İçime dert oldu desem yalan olmaz.
Gece boyu bu cümle zihnimi zonklatıp durdu.
Uykum firar etti.
Kendimce bu cümleyi bir yere koymaya çalıştım ama bunu da başaramadım.
…
ÜZERİME almak istemedim söylenen sözün mânâsını.
Ama ben böyle yaptıkça sözün ağırlığı kendini daha fazla hissettiriyordu kalbimde.
Ne kadar kaçabilsem o kadar kaçacaktım.
Henüz bu cümleyle yüzleşebilecek cesareti kendimde bulamıyordum.
Dürüstlüğü de tabi…
…
HİLEMİZ kendimize.
Cevri cefamız da öyle.
Üzerimize vazife olmayan ne kadar mevzu varsa içine balıklama dalmakta en minik bir tereddüt göstermezken esas yüzleşmemiz lazım gelen hususlarda avare dolaşmayı tercih ediyoruz.

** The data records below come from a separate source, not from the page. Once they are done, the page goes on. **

use crate::domain::{MaterialRole, MaterialSpec, MplaceError, MplaceResult, ValidatedExperiment};
use serde::{Deserialize, Serialize};
use tracing::debug;

/// Plate layout constraints handed to the solver next to the materials.
#[derive(Debug, Clone, Copy, PartialEq, Eq, Serialize, Deserialize)]
#[serde(default, rename_all = "camelCase")]
pub struct LayoutOptions {
    /// When off, the whole plate gets one outer edge instead of one per
    /// plate line, and the solver is told so explicitly.
    pub inner_empty_edge: bool,
    pub size_empty_edge: u32,
    pub size_corner_empty_wells: u32,
    pub horizontal_cell_lines: u32,
    pub vertical_cell_lines: u32,
    pub allow_empty_wells: bool,
    pub concentrations_on_different_rows: bool,
    pub concentrations_on_different_columns: bool,
    pub replicates_on_different_plates: bool,
    pub replicates_on_same_plate: bool,
}

impl Default for LayoutOptions {
    fn default() -> Self {
        Self {
            inner_empty_edge: false,
            size_empty_edge: 0,
            size_corner_empty_wells: 0,
            horizontal_cell_lines: 1,
            vertical_cell_lines: 1,
            allow_empty_wells: false,
            concentrations_on_different_rows: false,
            concentrations_on_different_columns: false,
            replicates_on_different_plates: false,
            replicates_on_same_plate: false,
        }
    }
}

#[derive(Debug, Clone, Copy)]
pub struct DznWriter<'a> {
    experiment: &'a ValidatedExperiment,
    options: &'a LayoutOptions,
}

impl<'a> DznWriter<'a> {
    pub fn new(experiment: &'a ValidatedExperiment, options: &'a LayoutOptions) -> Self {
        Self {
            experiment,
            options,
        }
    }

    pub fn render(&self) -> MplaceResult<String> {
        self.check_invariants()?;

        let mut text = String::new();
        self.write_plate(&mut text);
        self.write_role(&mut text, MaterialRole::Compound);
        text.push_str(
            "combinations = \t0;\ncombination_names = [];\ncombination_concentration_names = [];\ncombination_concentrations = 0;\n\n",
        );
        self.write_role(&mut text, MaterialRole::Control);

        debug!(
            bytes = text.len(),
            compounds = self.experiment.compounds.len(),
            controls = self.experiment.controls.len(),
            "generated dzn content"
        );
        Ok(text)
    }

    fn check_invariants(&self) -> MplaceResult<()> {
        for role in [MaterialRole::Compound, MaterialRole::Control] {
            for material in self.experiment.materials(role) {
                if material.role != role
                    || material.name.is_empty()
                    || material.replicate_count == 0
                    || material.concentrations.is_empty()
                {
                    return Err(MplaceError::internal(
                        "SYS.DZN_INVARIANT",
                        format!(
                            "material '{}' reached the dzn generator without passing validation",
                            material.name
                        ),
                    )
                    .with_context(role.field_name()));
                }
            }
        }
        Ok(())
    }

    fn write_plate(&self, text: &mut String) {
        let options = self.options;
        let dimensions = self.experiment.dimensions;

        text.push_str(&format!(
            "num_rows = {};\nnum_cols = {};\n\n",
            dimensions.rows, dimensions.cols
        ));
        if !options.inner_empty_edge {
            text.push_str("inner_empty_edge_input = false;\n");
        }
        text.push_str(&format!(
            "size_empty_edge = {};\nsize_corner_empty_wells = {};\n\n",
            options.size_empty_edge, options.size_corner_empty_wells
        ));
        text.push_str(&format!(
            "horizontal_cell_lines = {};\nvertical_cell_lines = {};\n\n",
            options.horizontal_cell_lines, options.vertical_cell_lines
        ));
        for (name, flag) in [
            ("allow_empty_wells", options.allow_empty_wells),
            (
                "concentrations_on_different_rows",
                options.concentrations_on_different_rows,
            ),
            (
                "concentrations_on_different_columns",
                options.concentrations_on_different_columns,
            ),
            (
                "replicates_on_different_plates",
                options.replicates_on_different_plates,
            ),
            ("replicates_on_same_plate", options.replicates_on_same_plate),
        ] {
            text.push_str(&format!("{} = {};\n", name, flag));
        }
        text.push('\n');
    }

    fn write_role(&self, text: &mut String, role: MaterialRole) {
        let materials = self.experiment.materials(role);
        let prefix = role.dzn_prefix();
        let count_name = match role {
            MaterialRole::Compound => "compounds",
            MaterialRole::Control => "num_controls",
        };

        let counts: Vec<String> = materials
            .iter()
            .map(|material| material.concentrations.len().to_string())
            .collect();
        let names: Vec<String> = materials
            .iter()
            .map(|material| quote(&material.name))
            .collect();
        let replicates: Vec<String> = materials
            .iter()
            .map(|material| material.replicate_count.to_string())
            .collect();

        text.push_str(&format!("{} = {};\n", count_name, materials.len()));
        text.push_str(&format!("{}_concentrations = {};\n", prefix, array(&counts)));
        text.push_str(&format!("{}_names = {};\n", prefix, array(&names)));
        text.push_str(&format!("{}_replicates = {};\n", prefix, array(&replicates)));
        text.push_str(&format!(
            "{}_concentration_names = \n{};\n",
            prefix,
            concentration_matrix(materials)
        ));

        match role {
            MaterialRole::Compound => text.push_str("compound_concentration_indicators = [];\n\n"),
            MaterialRole::Control => text.push('\n'),
        }
    }
}

pub fn build_dzn_text(
    experiment: &ValidatedExperiment,
    options: &LayoutOptions,
) -> MplaceResult<String> {
    DznWriter::new(experiment, options).render()
}

fn array(items: &[String]) -> String {
    format!("[{}]", items.join(", "))
}

/// 2-D string array, one row per material, short rows padded with `""`.
fn concentration_matrix(materials: &[MaterialSpec]) -> String {
    let width = materials
        .iter()
        .map(|material| material.concentrations.len())
        .max()
        .unwrap_or(0);

    let mut matrix = String::from("[");
    for (index, material) in materials.iter().enumerate() {
        if index > 0 {
            matrix.push(' ');
        }
        let mut cells: Vec<String> = material
            .concentration_texts()
            .into_iter()
            .map(quote)
            .collect();
        cells.resize(width, quote(""));
        matrix.push_str(&format!("| {}\n", cells.join(", ")));
    }
    matrix.push_str("|]");
    matrix
}

fn quote(text: &str) -> String {
    let mut quoted = String::with_capacity(text.len() + 2);
    quoted.push('"');
    for ch in text.chars() {
        if matches!(ch, '"' | '\\') {
            quoted.push('\\');
        }
        quoted.push(ch);
    }
    quoted.push('"');
    quoted
}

Başımızı kuma gömmekte mahiriz.
Ne deve olabiliyoruz bu sebeple ne de kuş olup uçabiliyoruz.
Fasit dairede gözleri bağlı bir beygirden farksız biçimde kendi etrafımızda dönenip duruyoruz.
Sonra da adamlıktan bahsediyoruz.
İlimden dem vuruyoruz, irfaniyet mertebelerinde güya seyran ediyoruz.

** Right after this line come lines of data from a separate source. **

use std::error::Error;
use std::fmt::{Display, Formatter};

pub type MplaceResult<T> = Result<T, MplaceError>;
pub type ParserResult<T> = MplaceResult<T>;

#[derive(Debug, Clone, Copy, PartialEq, Eq, Hash)]
pub enum MplaceErrorCategory {
    Success,
    SyntaxError,
    SchemaError,
    BoundsError,
    NamespaceError,
    IoSystemError,
    InternalError,
}

impl MplaceErrorCategory {
    pub const fn compatibility_placeholder(self) -> CompatibilityExitPlaceholder {
        match self {
            Self::Success => CompatibilityExitPlaceholder {
                exit_code: 0,
                rust_category: "Success",
                legacy_class: "SUCCESS",
            },
            Self::SyntaxError => CompatibilityExitPlaceholder {
                exit_code: 2,
                rust_category: "SyntaxError",
                legacy_class: "INPUT_FATAL",
            },
            Self::SchemaError => CompatibilityExitPlaceholder {
                exit_code: 2,
                rust_category: "SchemaError",
                legacy_class: "INPUT_FATAL",
            },
            Self::BoundsError => CompatibilityExitPlaceholder {
                exit_code: 2,
                rust_category: "BoundsError",
                legacy_class: "INPUT_FATAL",
            },
            Self::NamespaceError => CompatibilityExitPlaceholder {
                exit_code: 2,
                rust_category: "NamespaceError",
                legacy_class: "INPUT_FATAL",
            },
            Self::IoSystemError => CompatibilityExitPlaceholder {
                exit_code: 3,
                rust_category: "IoSystemError",
                legacy_class: "IO_FATAL",
            },
            Self::InternalError => CompatibilityExitPlaceholder {
                exit_code: 5,
                rust_category: "InternalError",
                legacy_class: "SYS_FATAL",
            },
        }
    }

    pub const fn exit_code(self) -> i32 {
        self.compatibility_placeholder().exit_code
    }

    pub const fn rust_category(self) -> &'static str {
        self.compatibility_placeholder().rust_category
    }

    pub const fn legacy_class(self) -> &'static str {
        self.compatibility_placeholder().legacy_class
    }

    pub const fn is_fatal(self) -> bool {
        !matches!(self, Self::Success)
    }

    /// Input categories are reported back to the user; the rest are faults.
    pub const fn is_user_input(self) -> bool {
        matches!(
            self,
            Self::SyntaxError | Self::SchemaError | Self::BoundsError | Self::NamespaceError
        )
    }
}

#[derive(Debug, Clone, Copy, PartialEq, Eq)]
pub struct CompatibilityExitPlaceholder {
    pub exit_code: i32,
    pub rust_category: &'static str,
    pub legacy_class: &'static str,
}

#[derive(Debug, Clone, PartialEq, Eq)]
pub struct MplaceError {
    category: MplaceErrorCategory,
    placeholder: &'static str,
    message: String,
    context: Option<String>,
}

impl MplaceError {
    pub fn new(
        category: MplaceErrorCategory,
        placeholder: &'static str,
        message: impl Into<String>,
    ) -> Self {
        Self {
            category,
            placeholder,
            message: message.into(),
            context: None,
        }
    }

    pub fn syntax(placeholder: &'static str, message: impl Into<String>) -> Self {
        Self::new(MplaceErrorCategory::SyntaxError, placeholder, message)
    }

    pub fn schema(placeholder: &'static str, message: impl Into<String>) -> Self {
        Self::new(MplaceErrorCategory::SchemaError, placeholder, message)
    }

    pub fn bounds(placeholder: &'static str, message: impl Into<String>) -> Self {
        Self::new(MplaceErrorCategory::BoundsError, placeholder, message)
    }

    pub fn namespace(placeholder: &'static str, message: impl Into<String>) -> Self {
        Self::new(MplaceErrorCategory::NamespaceError, placeholder, message)
    }

    pub fn io_system(placeholder: &'static str, message: impl Into<String>) -> Self {
        Self::new(MplaceErrorCategory::IoSystemError, placeholder, message)
    }

    pub fn internal(placeholder: &'static str, message: impl Into<String>) -> Self {
        Self::new(MplaceErrorCategory::InternalError, placeholder, message)
    }

    /// Attaches the field or material the error refers to, e.g. `compounds['Drug1']`.
    pub fn with_context(mut self, context: impl Into<String>) -> Self {
        self.context = Some(context.into());
        self
    }

    pub const fn category(&self) -> MplaceErrorCategory {
        self.category
    }

    pub const fn placeholder(&self) -> &'static str {
        self.placeholder
    }

    pub fn message(&self) -> &str {
        &self.message
    }

    pub fn context(&self) -> Option<&str> {
        self.context.as_deref()
    }

    pub const fn exit_code(&self) -> i32 {
        self.category.exit_code()
    }

    pub const fn compatibility_placeholder(&self) -> CompatibilityExitPlaceholder {
        self.category.compatibility_placeholder()
    }

    pub fn diagnostic_line(&self) -> String {
        let severity = if self.category.is_fatal() {
            "ERROR"
        } else {
            "INFO"
        };
        match &self.context {
            Some(context) => format!(
                "{}: [{}] {}: {}",
                severity, self.placeholder, context, self.message
            ),
            None => format!("{}: [{}] {}", severity, self.placeholder, self.message),
        }
    }

    pub fn fatal_exit_line(&self) -> Option<String> {
        self.category
            .is_fatal()
            .then(|| format!("FATAL EXIT CODE: {}", self.exit_code()))
    }
}

impl Display for MplaceError {
    fn fmt(&self, f: &mut Formatter<'_>) -> std::fmt::Result {
        write!(
            f,
            "{} [{}] ",
            self.category.rust_category(),
            self.placeholder
        )?;
        if let Some(context) = &self.context {
            write!(f, "{}: ", context)?;
        }
        f.write_str(&self.message)
    }
}

impl Error for MplaceError {}

#[cfg(test)]
mod tests {
    use super::{MplaceError, MplaceErrorCategory};

    #[test]
    fn exit_mapping_is_stable() {
        let cases = [
            (MplaceErrorCategory::Success, 0, "Success", "SUCCESS"),
            (MplaceErrorCategory::SyntaxError, 2, "SyntaxError", "INPUT_FATAL"),
            (MplaceErrorCategory::SchemaError, 2, "SchemaError", "INPUT_FATAL"),
            (MplaceErrorCategory::BoundsError, 2, "BoundsError", "INPUT_FATAL"),
            (
                MplaceErrorCategory::NamespaceError,
                2,
                "NamespaceError",
                "INPUT_FATAL",
            ),
            (MplaceErrorCategory::IoSystemError, 3, "IoSystemError", "IO_FATAL"),
            (MplaceErrorCategory::InternalError, 5, "InternalError", "SYS_FATAL"),
        ];

        for (category, exit_code, rust_category, legacy_class) in cases {
            let placeholder = category.compatibility_placeholder();
            assert_eq!(placeholder.exit_code, exit_code);
            assert_eq!(placeholder.rust_category, rust_category);
            assert_eq!(placeholder.legacy_class, legacy_class);
        }
    }

    #[test]
    fn fatal_error_renders_compatibility_lines() {
        let error = MplaceError::schema(
            "INPUT.SCHEMA_REPLICATES",
            "replicate count must be an integer >= 1 (found 0)",
        )
        .with_context("compounds['Drug1']");

        assert_eq!(error.exit_code(), 2);
        assert_eq!(error.context(), Some("compounds['Drug1']"));
        assert_eq!(
            error.diagnostic_line(),
            "ERROR: [INPUT.SCHEMA_REPLICATES] compounds['Drug1']: replicate count must be an integer >= 1 (found 0)"
        );
        assert_eq!(
            error.fatal_exit_line().as_deref(),
            Some("FATAL EXIT CODE: 2")
        );
    }

    #[test]
    fn input_categories_are_separated_from_faults() {
        assert!(MplaceErrorCategory::NamespaceError.is_user_input());
        assert!(MplaceErrorCategory::SyntaxError.is_user_input());
        assert!(!MplaceErrorCategory::InternalError.is_user_input());
        assert!(!MplaceErrorCategory::IoSystemError.is_user_input());
    }
}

Harman savurur gibi malumat savuruyoruz.
Ama o garip adamın yanımızdan öylesine geçip giderken bıraktığı bir cümlenin altında debelenip duruyoruz.
…
KUR’AN-I KERİM’İN sahih bir öğrencisi saymamıza rağmen her birimiz kendimizi O’nun bize verdiği ahlakın sınırları dışına çıkarak kabahati yüklenmiyoruz.
Sorumluluğumuzu almıyoruz.
Ruhen rüşte ulaşmadığımızın bir delili sayabileceğimiz bir tutum olarak her türlü kusuru kadere yüklüyoruz. Talihe havale ediyoruz. Feleğe çatıp duruyoruz.
Daha da olmazla elimizde şeytan ve nefis kartı var. Hemen onu oyun sahasına sürüyor ve kendimizi pirüpak kılıyoruz.
Bizim hiç suçumuz yok.
En küçük bir kabahatimiz bulunmuyor.
Evet, bir şeyler yapıyoruz ama hele sor neden yapıyoruz modunda olmayı seviyoruz.
Biz tertemiziz, herkes kirli.
Biz daima haklıyız, başkaları haksız.
Biz allameyiz, dışımızdakiler cahilin cahili.
İşte bu sebeple oluyor her ne oluyorsa. Zorlamasalar, sabır taşımızı çatlatmasalar hiç yapar mıydık şunca olumsuzluğu…
…
HİÇ öyle değil aslında.
Hepimiz ne herzeler yediğimizi ne çamlar devirdiğimizi gayet iyi biliyoruz esasen.
Şeytanın bir yaptırım gücünün olmadığını da yüce kitabımız bize bildirmiş olmasına rağmen bile bile bu yalanın gölgesine sığınıyoruz.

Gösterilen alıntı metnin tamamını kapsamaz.